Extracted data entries
=== Section Start ===

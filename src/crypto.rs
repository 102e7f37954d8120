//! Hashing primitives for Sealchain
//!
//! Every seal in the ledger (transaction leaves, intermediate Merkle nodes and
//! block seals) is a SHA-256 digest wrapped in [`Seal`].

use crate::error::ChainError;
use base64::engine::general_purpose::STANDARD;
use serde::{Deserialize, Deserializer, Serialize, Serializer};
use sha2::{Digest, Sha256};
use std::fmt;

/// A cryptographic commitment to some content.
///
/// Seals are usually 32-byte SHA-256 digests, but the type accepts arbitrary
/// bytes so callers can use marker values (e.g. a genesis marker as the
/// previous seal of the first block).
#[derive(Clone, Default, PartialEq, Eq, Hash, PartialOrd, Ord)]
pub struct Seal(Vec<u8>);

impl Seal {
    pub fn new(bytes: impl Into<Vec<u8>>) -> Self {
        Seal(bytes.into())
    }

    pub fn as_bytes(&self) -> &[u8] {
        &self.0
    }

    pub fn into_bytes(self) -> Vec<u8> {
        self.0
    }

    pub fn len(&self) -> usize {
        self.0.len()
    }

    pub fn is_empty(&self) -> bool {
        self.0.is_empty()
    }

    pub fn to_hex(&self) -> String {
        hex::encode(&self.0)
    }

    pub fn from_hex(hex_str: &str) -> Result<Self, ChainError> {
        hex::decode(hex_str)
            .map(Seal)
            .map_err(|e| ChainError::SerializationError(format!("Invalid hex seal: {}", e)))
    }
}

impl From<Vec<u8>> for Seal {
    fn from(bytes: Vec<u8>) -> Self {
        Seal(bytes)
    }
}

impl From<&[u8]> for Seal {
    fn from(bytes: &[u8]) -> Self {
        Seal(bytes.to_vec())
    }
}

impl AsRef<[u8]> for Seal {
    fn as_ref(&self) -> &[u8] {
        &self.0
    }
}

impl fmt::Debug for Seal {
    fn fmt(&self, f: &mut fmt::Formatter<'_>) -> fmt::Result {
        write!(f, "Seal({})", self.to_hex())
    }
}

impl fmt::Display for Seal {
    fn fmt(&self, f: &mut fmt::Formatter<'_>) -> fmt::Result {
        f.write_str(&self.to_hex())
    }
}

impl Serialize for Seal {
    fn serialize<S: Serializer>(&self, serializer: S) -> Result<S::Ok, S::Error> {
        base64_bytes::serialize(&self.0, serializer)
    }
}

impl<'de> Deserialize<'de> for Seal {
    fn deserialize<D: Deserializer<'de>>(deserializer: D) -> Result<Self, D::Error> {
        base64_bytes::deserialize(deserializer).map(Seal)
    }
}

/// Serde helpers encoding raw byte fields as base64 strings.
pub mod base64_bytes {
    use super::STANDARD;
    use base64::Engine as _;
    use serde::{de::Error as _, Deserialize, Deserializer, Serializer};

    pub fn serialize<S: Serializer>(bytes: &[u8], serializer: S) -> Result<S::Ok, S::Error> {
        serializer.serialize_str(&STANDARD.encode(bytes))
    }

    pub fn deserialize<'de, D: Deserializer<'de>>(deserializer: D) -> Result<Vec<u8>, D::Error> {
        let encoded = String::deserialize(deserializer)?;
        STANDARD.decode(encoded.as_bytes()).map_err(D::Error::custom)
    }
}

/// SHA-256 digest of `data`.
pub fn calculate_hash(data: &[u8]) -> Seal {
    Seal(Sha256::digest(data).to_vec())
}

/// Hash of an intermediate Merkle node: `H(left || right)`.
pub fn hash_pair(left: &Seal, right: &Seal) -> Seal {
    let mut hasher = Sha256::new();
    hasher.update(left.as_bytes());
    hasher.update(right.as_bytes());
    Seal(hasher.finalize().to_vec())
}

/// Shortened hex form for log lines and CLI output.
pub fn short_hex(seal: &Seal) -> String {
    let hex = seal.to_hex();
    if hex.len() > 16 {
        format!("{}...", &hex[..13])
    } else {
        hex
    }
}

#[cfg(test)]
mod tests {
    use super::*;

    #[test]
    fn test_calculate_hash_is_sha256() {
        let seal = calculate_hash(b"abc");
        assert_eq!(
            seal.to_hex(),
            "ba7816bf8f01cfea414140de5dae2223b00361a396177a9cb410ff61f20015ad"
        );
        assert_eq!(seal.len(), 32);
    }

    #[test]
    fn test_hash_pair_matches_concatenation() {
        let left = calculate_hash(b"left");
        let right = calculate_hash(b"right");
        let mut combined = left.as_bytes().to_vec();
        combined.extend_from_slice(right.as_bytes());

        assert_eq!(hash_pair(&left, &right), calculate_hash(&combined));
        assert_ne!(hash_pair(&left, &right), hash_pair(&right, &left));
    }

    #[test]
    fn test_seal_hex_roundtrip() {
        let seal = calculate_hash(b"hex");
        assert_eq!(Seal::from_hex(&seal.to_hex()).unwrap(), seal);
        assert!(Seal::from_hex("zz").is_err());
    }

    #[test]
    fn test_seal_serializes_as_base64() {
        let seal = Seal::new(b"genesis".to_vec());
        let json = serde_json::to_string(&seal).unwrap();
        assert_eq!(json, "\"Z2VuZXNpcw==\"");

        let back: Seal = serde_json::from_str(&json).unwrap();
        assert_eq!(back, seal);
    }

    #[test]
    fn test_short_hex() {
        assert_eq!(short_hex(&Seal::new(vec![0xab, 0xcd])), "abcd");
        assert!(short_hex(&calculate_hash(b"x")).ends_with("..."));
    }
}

=== Section End ===
=== Section Start ===

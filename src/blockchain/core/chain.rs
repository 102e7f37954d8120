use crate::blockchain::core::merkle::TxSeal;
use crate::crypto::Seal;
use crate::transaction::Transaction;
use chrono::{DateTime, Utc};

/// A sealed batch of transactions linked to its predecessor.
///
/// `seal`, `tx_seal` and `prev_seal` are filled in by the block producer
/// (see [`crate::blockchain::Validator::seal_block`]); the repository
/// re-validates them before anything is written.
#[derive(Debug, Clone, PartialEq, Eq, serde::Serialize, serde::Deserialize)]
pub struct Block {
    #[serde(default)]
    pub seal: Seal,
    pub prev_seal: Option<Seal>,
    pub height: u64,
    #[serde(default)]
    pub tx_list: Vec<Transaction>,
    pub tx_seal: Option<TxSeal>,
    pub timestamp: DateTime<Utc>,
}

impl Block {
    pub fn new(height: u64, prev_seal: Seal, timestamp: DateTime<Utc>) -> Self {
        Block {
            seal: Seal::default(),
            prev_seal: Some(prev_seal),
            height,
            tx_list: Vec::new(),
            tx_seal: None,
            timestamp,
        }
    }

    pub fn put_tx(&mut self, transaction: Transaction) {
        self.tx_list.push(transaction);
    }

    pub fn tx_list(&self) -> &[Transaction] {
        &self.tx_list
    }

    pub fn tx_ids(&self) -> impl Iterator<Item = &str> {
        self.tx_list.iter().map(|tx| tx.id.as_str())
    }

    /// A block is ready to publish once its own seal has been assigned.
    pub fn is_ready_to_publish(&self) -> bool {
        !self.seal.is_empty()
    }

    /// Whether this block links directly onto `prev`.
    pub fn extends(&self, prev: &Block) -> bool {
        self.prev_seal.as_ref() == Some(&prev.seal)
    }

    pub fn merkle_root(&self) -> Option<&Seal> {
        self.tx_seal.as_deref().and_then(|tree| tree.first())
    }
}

=== Section End ===
=== Section Start ===

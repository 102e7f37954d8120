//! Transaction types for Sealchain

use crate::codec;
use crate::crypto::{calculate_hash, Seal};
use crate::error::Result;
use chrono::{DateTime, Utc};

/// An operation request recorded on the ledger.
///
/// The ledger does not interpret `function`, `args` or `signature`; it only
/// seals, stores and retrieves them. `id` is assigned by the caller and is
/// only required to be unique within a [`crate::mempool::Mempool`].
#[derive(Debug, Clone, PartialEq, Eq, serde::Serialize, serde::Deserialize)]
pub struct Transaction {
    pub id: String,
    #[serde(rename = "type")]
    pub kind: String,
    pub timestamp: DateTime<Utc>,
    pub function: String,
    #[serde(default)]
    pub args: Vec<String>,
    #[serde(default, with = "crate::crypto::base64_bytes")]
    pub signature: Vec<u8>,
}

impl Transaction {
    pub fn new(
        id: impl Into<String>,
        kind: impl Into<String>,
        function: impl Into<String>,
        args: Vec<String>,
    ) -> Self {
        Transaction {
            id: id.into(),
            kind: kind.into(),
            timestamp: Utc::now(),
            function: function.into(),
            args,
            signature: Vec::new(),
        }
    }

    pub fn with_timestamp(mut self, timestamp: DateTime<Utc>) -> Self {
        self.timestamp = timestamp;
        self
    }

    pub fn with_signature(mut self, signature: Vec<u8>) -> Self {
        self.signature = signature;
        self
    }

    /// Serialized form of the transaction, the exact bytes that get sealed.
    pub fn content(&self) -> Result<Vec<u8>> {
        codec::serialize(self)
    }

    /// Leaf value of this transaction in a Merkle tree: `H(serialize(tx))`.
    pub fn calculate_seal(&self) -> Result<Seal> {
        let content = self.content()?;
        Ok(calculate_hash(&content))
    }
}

=== Section End ===

▶ [What to produce]
Say how many lines in the entries include the string "hasher", and write nothing besides that number.

▶ [Output]
4